YOUR OBJECTIVE: Only one stretch of the data below is wanted: the lines starting at the one with "queries and statements" and ending at the one with "use tokio_postgres::types::ToSql;", both included, given again exactly.

SOURCE DATA:
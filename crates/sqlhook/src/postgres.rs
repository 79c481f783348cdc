//! PostgreSQL driver built on `tokio-postgres`.
//!
//! [`PgConnector`] opens `tokio_postgres::Client` connections. The driver traits are
//! implemented for:
//! - `tokio_postgres::Client`
//! - `tokio_postgres::Transaction<'_>`
//! - `deadpool_postgres::Client` (with the `pool` feature), so pooled connections can be
//!   adopted with [`Db::wrap`](crate::Db::wrap)
//!
//! Driver errors are classified by the step that failed: opening and pinging produce
//! `DbError::Connection`, queries and statements `DbError::Query`, and
//! begin/commit/rollback `DbError::Transaction`.

use crate::driver::{Connection, Connector, Executor, RowStream, TransactionHandle};
use crate::error::{DbError, DbResult};
use crate::transaction::{IsolationLevel, TransactionOptions};
use futures_util::TryStreamExt;
use tokio_postgres::tls::{MakeTlsConnect, TlsConnect};
use tokio_postgres::types::ToSql;
use tokio_postgres::{CancelToken, Client, NoTls, Row, Socket, Transaction, TransactionBuilder};

/// Opens PostgreSQL connections with the given TLS setup.
///
/// The connection task is spawned on the current tokio runtime. When it ends with an
/// error, the error is logged (with the `tracing` feature) and subsequent queries fail.
///
/// # Example
///
/// ```ignore
/// let db = Db::connect(&ctx, &PgConnector::no_tls(), "postgres://postgres@localhost/app").await?;
/// ```
#[derive(Debug, Clone)]
pub struct PgConnector<T = NoTls> {
    tls: T,
}

impl PgConnector<NoTls> {
    /// A connector for plaintext connections.
    pub fn no_tls() -> Self {
        Self { tls: NoTls }
    }
}

impl Default for PgConnector<NoTls> {
    fn default() -> Self {
        Self::no_tls()
    }
}

impl<T> PgConnector<T> {
    /// A connector using a custom TLS connector.
    pub fn new(tls: T) -> Self {
        Self { tls }
    }
}

impl<T> Connector for PgConnector<T>
where
    T: MakeTlsConnect<Socket> + Clone + Sync + Send + 'static,
    T::Stream: Sync + Send,
    T::TlsConnect: Sync + Send,
    <T::TlsConnect as TlsConnect<Socket>>::Future: Send,
{
    type Connection = Client;

    async fn open(&self, dsn: &str) -> DbResult<Client> {
        let (client, connection) = tokio_postgres::connect(dsn, self.tls.clone())
            .await
            .map_err(DbError::connection)?;

        tokio::spawn(async move {
            if let Err(e) = connection.await {
                #[cfg(feature = "tracing")]
                tracing::error!(target: "sqlhook.db", error = %e, "connection task failed");
                #[cfg(not(feature = "tracing"))]
                let _ = e;
            }
        });

        Ok(client)
    }
}

fn spawn_cancel(token: CancelToken) {
    // Outside a runtime there is nothing to spawn on; cancellation is best effort.
    let Ok(runtime) = tokio::runtime::Handle::try_current() else {
        return;
    };
    runtime.spawn(async move {
        if let Err(e) = token.cancel_query(NoTls).await {
            #[cfg(feature = "tracing")]
            tracing::debug!(target: "sqlhook.db", error = %e, "cancel request failed");
            #[cfg(not(feature = "tracing"))]
            let _ = e;
        }
    });
}

fn with_options<'a>(
    mut builder: TransactionBuilder<'a>,
    options: &TransactionOptions,
) -> TransactionBuilder<'a> {
    if let Some(level) = options.isolation {
        builder = builder.isolation_level(match level {
            IsolationLevel::ReadUncommitted => tokio_postgres::IsolationLevel::ReadUncommitted,
            IsolationLevel::ReadCommitted => tokio_postgres::IsolationLevel::ReadCommitted,
            IsolationLevel::RepeatableRead => tokio_postgres::IsolationLevel::RepeatableRead,
            IsolationLevel::Serializable => tokio_postgres::IsolationLevel::Serializable,
        });
    }
    if let Some(read_only) = options.read_only {
        builder = builder.read_only(read_only);
    }
    if let Some(deferrable) = options.deferrable {
        builder = builder.deferrable(deferrable);
    }
    builder
}

impl Executor for Client {
    type Row = Row;
    type ExecResult = u64;

    async fn query(&self, sql: &str, params: &[&(dyn ToSql + Sync)]) -> DbResult<RowStream<Row>> {
        let stream = Client::query_raw(self, sql, params.iter().copied())
            .await
            .map_err(DbError::query)?;
        Ok(RowStream::new(stream.map_err(DbError::query)))
    }

    async fn execute(&self, sql: &str, params: &[&(dyn ToSql + Sync)]) -> DbResult<u64> {
        Client::execute(self, sql, params)
            .await
            .map_err(DbError::query)
    }

    fn cancel_in_flight(&self) {
        spawn_cancel(self.cancel_token());
    }
}

impl Connection for Client {
    type Transaction<'c> = Transaction<'c>;

    async fn ping(&self) -> DbResult<()> {
        self.batch_execute("SELECT 1")
            .await
            .map_err(DbError::connection)
    }

    async fn begin(&mut self, options: Option<&TransactionOptions>) -> DbResult<Transaction<'_>> {
        let started = match options {
            None => self.transaction().await,
            Some(options) => with_options(self.build_transaction(), options).start().await,
        };
        started.map_err(DbError::transaction)
    }
}

impl Executor for Transaction<'_> {
    type Row = Row;
    type ExecResult = u64;

    async fn query(&self, sql: &str, params: &[&(dyn ToSql + Sync)]) -> DbResult<RowStream<Row>> {
        let stream = Transaction::query_raw(self, sql, params.iter().copied())
            .await
            .map_err(DbError::query)?;
        Ok(RowStream::new(stream.map_err(DbError::query)))
    }

    async fn execute(&self, sql: &str, params: &[&(dyn ToSql + Sync)]) -> DbResult<u64> {
        Transaction::execute(self, sql, params)
            .await
            .map_err(DbError::query)
    }

    fn cancel_in_flight(&self) {
        spawn_cancel(self.cancel_token());
    }
}

impl TransactionHandle for Transaction<'_> {
    async fn commit(self) -> DbResult<()> {
        Transaction::commit(self)
            .await
            .map_err(DbError::transaction)
    }

    async fn rollback(self) -> DbResult<()> {
        Transaction::rollback(self)
            .await
            .map_err(DbError::transaction)
    }
}

// Pooled clients deref to `tokio_postgres::Client`; delegate to it.
#[cfg(feature = "pool")]
impl Executor for deadpool_postgres::Client {
    type Row = Row;
    type ExecResult = u64;

    async fn query(&self, sql: &str, params: &[&(dyn ToSql + Sync)]) -> DbResult<RowStream<Row>> {
        Executor::query(&***self, sql, params).await
    }

    async fn execute(&self, sql: &str, params: &[&(dyn ToSql + Sync)]) -> DbResult<u64> {
        Executor::execute(&***self, sql, params).await
    }

    fn cancel_in_flight(&self) {
        Executor::cancel_in_flight(&***self)
    }
}

#[cfg(feature = "pool")]
impl Connection for deadpool_postgres::Client {
    type Transaction<'c> = Transaction<'c>;

    async fn ping(&self) -> DbResult<()> {
        Connection::ping(&***self).await
    }

    async fn begin(&mut self, options: Option<&TransactionOptions>) -> DbResult<Transaction<'_>> {
        Connection::begin(&mut ***self, options).await
    }
}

WRITTEN SOLUTION:
//! `DbError::Connection`, queries and statements `DbError::Query`, and
//! begin/commit/rollback `DbError::Transaction`.

use crate::driver::{Connection, Connector, Executor, RowStream, TransactionHandle};
use crate::error::{DbError, DbResult};
use crate::transaction::{IsolationLevel, TransactionOptions};
use futures_util::TryStreamExt;
use tokio_postgres::tls::{MakeTlsConnect, TlsConnect};
use tokio_postgres::types::ToSql;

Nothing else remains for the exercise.